After this update we have all the UI elements for todo task page kept in one place. Using and IDE you can easily find the right element and insert it into any test of your suite. Despite the raw variables classes and constants are accessible in helpers and unit tests. Also you can improve the page object classes with PHP's OOP power. If you are using PHP 5.4 you can include global UI elements (menus, breadcrumbs) with traits.

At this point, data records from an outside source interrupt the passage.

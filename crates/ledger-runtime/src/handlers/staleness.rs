//! # Staleness Monitor
//!
//! Periodically looks for PENDING records older than the threshold and
//! tries to resolve accepted ones from their receipts. Records are never
//! cancelled or resubmitted here.

use sl_04_event_reconciler::{ReconcileError, ReconcilerApi, RecoveryReport};
use std::sync::Arc;
use std::time::Duration;
use tokio::sync::watch;
use tracing::{error, info, warn};

/// Periodic stale-record scan.
pub struct StalenessMonitor {
    reconciler: Arc<dyn ReconcilerApi>,
    threshold: Duration,
    interval: Duration,
}

impl StalenessMonitor {
    /// Scan every `interval` for records PENDING longer than `threshold`.
    pub fn new(reconciler: Arc<dyn ReconcilerApi>, threshold: Duration, interval: Duration) -> Self {
        Self {
            reconciler,
            threshold,
            interval,
        }
    }

    /// One scan and recovery pass.
    pub async fn scan_once(&self) -> Result<RecoveryReport, ReconcileError> {
        let report = self.reconciler.recover_stale(self.threshold).await?;
        let unresolved = report
            .stale
            .saturating_sub(report.confirmed.len() + report.reverted.len());
        if unresolved > 0 {
            warn!(
                stale = report.stale,
                unresolved,
                not_accepted = report.not_accepted,
                still_pending = report.still_pending,
                threshold_secs = self.threshold.as_secs(),
                "[sl-04] Stale PENDING submissions need attention"
            );
        }
        Ok(report)
    }

    /// Scan until `shutdown` flips.
    pub async fn run(self, mut shutdown: watch::Receiver<bool>) {
        info!(
            interval_secs = self.interval.as_secs(),
            threshold_secs = self.threshold.as_secs(),
            "[sl-04] Staleness monitor started"
        );
        let mut ticker = tokio::time::interval(self.interval);
        ticker.set_missed_tick_behavior(tokio::time::MissedTickBehavior::Delay);

        loop {
            tokio::select! {
                _ = shutdown.changed() => {
                    info!("[sl-04] Staleness monitor stopping");
                    break;
                }
                _ = ticker.tick() => {
                    if let Err(e) = self.scan_once().await {
                        error!(error = %e, "[sl-04] Staleness scan failed");
                    }
                }
            }
        }
    }
}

Lets create a trait for menu component in tests/acceptance/_menu.php:

<?php
trait GlobalMenu {
    public static $global_menu = "//div[@id=menu]";

    public static function menuItem($index)
    {
        return self::$global_menu.'/ul/['.$index.']';
    }
}
?>

We add it to tests/acceptance/_bootstrap.php:

<?php
require_once '_menu.php';
require_once '_todoTaskPage.php';
?>

And we are using it in previously declared TodoTaskPage:

<?php
class TodoTaskPage {

    use GlobalMenu;

    const URL = '/tasks';

    static $add_button = 'Add';
    static $new_field = 'New Task';
    static $list = '#tasks';   
}
?>

And now we can use properties and methods of a trait included in class. Thus, TodoTaskPage, as any class that uses GlobalMenu trait can access a menu. Let's write a new test for checking that menu contains a button to create a task.

<?php
$I = new WebGuy($scenario);
$I->wantTo('check task creation link is in a menu');
$I->amOnPage(TodoTaskPage::URL);
$I->see('Create Task', TodoTaskPage::menuItem(3));
?>

If you think on layout components as a traits and pages as classes, you can reorganize your UI elements in a very flexible way. Changes in markup or texts won't affect a tests, as you can easily update all the tests that rely on that element. You can even teach your template developer to update the corresponding PageObject each time she changes template.

Conclusion

Codeception is simple, yet powerful tool for test automation. If you plan to use test automation for the enterprise level projects, it's better to start with proper organization. As we think on architecture before writing the first line of code, we should think on scalable architecture of tests platform. Using PageObject and variables can dramatically improve the reusability (and keep KISS and DRY principles) of your tests.